Segment Open

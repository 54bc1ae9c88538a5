use axum::extract::State;
use axum::{routing::get, Json, Router};
use serde::Serialize;

use crate::state::AppState;

/// Health check response payload.
#[derive(Serialize)]
pub struct HealthResponse {
    /// Overall service status.
    pub status: &'static str,
    /// Crate version from Cargo.toml.
    pub version: &'static str,
    /// Number of job records currently held.
    pub jobs: usize,
}

/// GET /health -- returns service health and the registry size.
async fn health_check(State(state): State<AppState>) -> Json<HealthResponse> {
    Json(HealthResponse {
        status: "ok",
        version: env!("CARGO_PKG_VERSION"),
        jobs: state.registry.len().await,
    })
}

/// Mount health check routes (intended for root-level, NOT under `/api/v1`).
pub fn router() -> Router<AppState> {
    Router::new().route("/health", get(health_check))
}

Segment Closed

Copy, exactly and only, the lines above that begin with the one containing "check response payload." and finish with the one containing "records currently held.".

■ **RESPONSE FOR THIS EXERCISE**
/// Health check response payload.
#[derive(Serialize)]
pub struct HealthResponse {
    /// Overall service status.
    pub status: &'static str,
    /// Crate version from Cargo.toml.
    pub version: &'static str,
    /// Number of job records currently held.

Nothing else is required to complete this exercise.